### REQUIREMENT
Repeat precisely the span of lines below that opens with the line containing "pub mod scheduler;" and closes with the line containing "use crate::lexicon::Lexicon;", both included.

Collected data

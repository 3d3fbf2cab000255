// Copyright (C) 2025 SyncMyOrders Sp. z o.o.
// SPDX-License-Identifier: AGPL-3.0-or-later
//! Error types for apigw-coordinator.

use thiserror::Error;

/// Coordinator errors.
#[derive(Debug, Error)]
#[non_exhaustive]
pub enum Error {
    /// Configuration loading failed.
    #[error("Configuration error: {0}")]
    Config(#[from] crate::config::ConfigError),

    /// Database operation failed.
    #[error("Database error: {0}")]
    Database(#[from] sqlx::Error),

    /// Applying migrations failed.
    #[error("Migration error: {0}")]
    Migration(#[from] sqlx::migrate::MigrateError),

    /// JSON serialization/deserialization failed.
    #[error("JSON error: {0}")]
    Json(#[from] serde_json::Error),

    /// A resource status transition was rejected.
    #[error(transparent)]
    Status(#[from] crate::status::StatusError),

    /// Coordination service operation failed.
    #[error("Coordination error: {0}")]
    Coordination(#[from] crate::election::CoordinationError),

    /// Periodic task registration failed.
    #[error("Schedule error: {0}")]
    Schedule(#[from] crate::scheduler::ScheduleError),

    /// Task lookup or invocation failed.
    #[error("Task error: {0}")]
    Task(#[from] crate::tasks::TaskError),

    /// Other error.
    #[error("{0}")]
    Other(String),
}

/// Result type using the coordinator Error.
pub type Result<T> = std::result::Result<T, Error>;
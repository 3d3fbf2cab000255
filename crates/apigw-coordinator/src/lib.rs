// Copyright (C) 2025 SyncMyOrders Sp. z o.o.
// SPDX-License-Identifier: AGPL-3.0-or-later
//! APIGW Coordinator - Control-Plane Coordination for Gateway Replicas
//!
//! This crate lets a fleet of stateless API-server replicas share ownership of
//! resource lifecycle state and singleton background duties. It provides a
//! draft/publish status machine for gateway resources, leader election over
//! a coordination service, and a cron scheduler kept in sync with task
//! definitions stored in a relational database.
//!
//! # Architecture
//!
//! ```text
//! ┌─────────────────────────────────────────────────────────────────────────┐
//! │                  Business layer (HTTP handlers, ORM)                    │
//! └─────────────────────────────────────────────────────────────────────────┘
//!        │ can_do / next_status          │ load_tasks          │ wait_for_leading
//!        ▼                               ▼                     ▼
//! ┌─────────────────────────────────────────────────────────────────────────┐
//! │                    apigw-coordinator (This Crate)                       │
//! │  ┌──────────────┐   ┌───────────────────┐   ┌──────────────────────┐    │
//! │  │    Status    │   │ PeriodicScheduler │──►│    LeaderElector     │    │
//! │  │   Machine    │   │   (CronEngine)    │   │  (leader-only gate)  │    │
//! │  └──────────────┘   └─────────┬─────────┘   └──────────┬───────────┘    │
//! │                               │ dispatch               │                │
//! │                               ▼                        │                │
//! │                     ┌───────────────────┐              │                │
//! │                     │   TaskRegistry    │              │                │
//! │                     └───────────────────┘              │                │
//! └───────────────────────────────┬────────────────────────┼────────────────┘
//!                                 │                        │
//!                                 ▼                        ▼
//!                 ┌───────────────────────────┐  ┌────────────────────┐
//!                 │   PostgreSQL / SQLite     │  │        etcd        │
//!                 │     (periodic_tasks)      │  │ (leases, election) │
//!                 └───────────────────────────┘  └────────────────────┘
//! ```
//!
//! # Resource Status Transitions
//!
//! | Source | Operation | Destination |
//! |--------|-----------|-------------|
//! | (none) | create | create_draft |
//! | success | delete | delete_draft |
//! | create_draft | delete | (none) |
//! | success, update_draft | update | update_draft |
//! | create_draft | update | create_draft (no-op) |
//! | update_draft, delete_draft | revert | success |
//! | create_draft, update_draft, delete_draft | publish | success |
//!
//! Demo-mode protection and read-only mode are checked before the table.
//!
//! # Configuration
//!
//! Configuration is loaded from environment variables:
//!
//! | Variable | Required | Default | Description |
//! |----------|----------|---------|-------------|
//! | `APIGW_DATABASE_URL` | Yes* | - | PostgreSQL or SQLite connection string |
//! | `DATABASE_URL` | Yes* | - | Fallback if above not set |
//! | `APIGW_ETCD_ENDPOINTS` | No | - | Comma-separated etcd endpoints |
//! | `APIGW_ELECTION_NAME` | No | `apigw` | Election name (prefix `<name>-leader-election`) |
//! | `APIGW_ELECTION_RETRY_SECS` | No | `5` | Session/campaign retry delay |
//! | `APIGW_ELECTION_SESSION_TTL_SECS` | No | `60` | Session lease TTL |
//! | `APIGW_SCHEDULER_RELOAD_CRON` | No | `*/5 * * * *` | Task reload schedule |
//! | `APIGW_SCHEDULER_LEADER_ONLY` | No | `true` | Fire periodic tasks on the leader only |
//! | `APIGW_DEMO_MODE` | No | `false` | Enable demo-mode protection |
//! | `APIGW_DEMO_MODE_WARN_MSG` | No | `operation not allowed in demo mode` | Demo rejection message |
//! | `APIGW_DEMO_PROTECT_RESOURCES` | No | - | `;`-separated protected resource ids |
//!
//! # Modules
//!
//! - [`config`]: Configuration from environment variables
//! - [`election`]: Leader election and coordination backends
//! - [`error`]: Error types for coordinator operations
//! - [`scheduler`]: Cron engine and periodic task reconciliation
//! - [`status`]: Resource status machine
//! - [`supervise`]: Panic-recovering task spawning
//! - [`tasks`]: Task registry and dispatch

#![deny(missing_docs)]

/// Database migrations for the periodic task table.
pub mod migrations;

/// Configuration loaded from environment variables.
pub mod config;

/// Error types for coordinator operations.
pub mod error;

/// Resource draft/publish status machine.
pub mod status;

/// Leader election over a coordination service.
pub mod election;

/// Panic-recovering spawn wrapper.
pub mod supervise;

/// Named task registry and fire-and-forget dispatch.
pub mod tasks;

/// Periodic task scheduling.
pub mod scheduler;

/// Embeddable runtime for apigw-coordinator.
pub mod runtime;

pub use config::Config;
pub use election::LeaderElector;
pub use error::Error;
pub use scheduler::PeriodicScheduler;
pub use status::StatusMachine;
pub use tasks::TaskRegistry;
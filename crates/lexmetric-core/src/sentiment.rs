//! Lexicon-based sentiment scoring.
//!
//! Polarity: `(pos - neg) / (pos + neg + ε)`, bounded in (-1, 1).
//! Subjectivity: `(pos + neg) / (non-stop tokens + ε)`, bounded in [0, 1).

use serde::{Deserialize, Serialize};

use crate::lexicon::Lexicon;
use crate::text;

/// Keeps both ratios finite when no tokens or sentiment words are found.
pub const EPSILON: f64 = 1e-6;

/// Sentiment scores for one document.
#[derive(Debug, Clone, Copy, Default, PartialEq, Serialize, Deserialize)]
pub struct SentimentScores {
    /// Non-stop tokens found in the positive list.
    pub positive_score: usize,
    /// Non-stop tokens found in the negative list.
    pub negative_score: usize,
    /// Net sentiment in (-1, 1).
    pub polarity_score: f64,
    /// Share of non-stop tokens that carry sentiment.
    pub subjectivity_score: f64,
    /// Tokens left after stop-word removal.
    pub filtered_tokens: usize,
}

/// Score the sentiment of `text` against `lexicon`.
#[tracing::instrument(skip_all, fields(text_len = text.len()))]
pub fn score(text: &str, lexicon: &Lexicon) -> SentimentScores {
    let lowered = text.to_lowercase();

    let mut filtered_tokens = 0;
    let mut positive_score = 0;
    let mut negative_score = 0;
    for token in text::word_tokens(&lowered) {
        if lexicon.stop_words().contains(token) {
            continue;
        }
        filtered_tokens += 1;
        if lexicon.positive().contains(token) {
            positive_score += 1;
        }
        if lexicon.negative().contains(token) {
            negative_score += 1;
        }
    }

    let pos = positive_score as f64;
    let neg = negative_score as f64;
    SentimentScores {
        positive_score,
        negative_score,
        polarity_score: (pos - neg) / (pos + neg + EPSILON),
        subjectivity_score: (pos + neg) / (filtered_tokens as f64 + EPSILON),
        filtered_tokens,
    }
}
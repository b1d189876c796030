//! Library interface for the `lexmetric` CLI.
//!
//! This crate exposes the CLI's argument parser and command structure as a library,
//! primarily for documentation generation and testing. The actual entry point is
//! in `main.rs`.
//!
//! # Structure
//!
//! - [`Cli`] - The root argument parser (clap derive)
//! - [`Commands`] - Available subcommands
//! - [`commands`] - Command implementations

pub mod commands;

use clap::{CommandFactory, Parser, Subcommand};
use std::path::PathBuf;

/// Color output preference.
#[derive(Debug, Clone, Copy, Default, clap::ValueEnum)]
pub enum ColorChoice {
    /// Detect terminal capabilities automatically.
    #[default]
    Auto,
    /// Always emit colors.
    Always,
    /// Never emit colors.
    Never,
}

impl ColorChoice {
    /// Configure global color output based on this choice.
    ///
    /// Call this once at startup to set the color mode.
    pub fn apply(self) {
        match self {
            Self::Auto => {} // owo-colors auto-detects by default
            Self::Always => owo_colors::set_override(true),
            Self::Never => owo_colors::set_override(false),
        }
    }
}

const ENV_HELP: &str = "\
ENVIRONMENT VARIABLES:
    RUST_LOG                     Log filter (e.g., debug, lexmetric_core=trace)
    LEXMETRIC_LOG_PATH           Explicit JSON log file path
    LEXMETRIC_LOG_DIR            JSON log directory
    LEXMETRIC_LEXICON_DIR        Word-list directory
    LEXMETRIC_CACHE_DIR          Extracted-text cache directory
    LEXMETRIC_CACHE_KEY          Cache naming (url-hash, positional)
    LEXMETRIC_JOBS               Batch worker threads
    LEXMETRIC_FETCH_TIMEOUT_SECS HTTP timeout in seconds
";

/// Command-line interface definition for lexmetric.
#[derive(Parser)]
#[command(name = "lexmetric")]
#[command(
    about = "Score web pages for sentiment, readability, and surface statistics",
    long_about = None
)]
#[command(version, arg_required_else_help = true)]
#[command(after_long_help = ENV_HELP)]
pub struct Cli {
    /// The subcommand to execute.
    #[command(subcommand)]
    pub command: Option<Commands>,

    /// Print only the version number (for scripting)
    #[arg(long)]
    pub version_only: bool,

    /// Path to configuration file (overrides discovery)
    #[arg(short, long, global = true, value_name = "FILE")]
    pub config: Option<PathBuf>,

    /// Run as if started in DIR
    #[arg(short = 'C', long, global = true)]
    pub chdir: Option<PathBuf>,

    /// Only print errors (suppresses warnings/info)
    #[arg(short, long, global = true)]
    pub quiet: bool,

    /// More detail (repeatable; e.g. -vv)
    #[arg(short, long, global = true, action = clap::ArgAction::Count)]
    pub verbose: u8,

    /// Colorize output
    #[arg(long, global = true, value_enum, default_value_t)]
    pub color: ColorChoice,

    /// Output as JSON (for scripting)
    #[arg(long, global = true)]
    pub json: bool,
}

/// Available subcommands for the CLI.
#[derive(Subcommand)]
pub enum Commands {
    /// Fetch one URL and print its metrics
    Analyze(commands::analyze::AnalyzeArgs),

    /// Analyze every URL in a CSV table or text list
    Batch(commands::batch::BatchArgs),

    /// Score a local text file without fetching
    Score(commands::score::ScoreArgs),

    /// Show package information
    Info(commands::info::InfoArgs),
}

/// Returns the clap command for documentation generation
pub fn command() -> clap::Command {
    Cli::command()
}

### SOLUTION FOR THIS TASK
pub mod scheduler;

/// Embeddable runtime for apigw-coordinator.
pub mod runtime;

pub use config::Config;
pub use election::LeaderElector;
pub use error::Error;
pub use scheduler::PeriodicScheduler;
pub use status::StatusMachine;
pub use tasks::TaskRegistry;
filename crates/lexmetric-core/src/sentiment.rs
//! Lexicon-based sentiment scoring.
//!
//! Polarity: `(pos - neg) / (pos + neg + ε)`, bounded in (-1, 1).
//! Subjectivity: `(pos + neg) / (non-stop tokens + ε)`, bounded in [0, 1).

use serde::{Deserialize, Serialize};

use crate::lexicon::Lexicon;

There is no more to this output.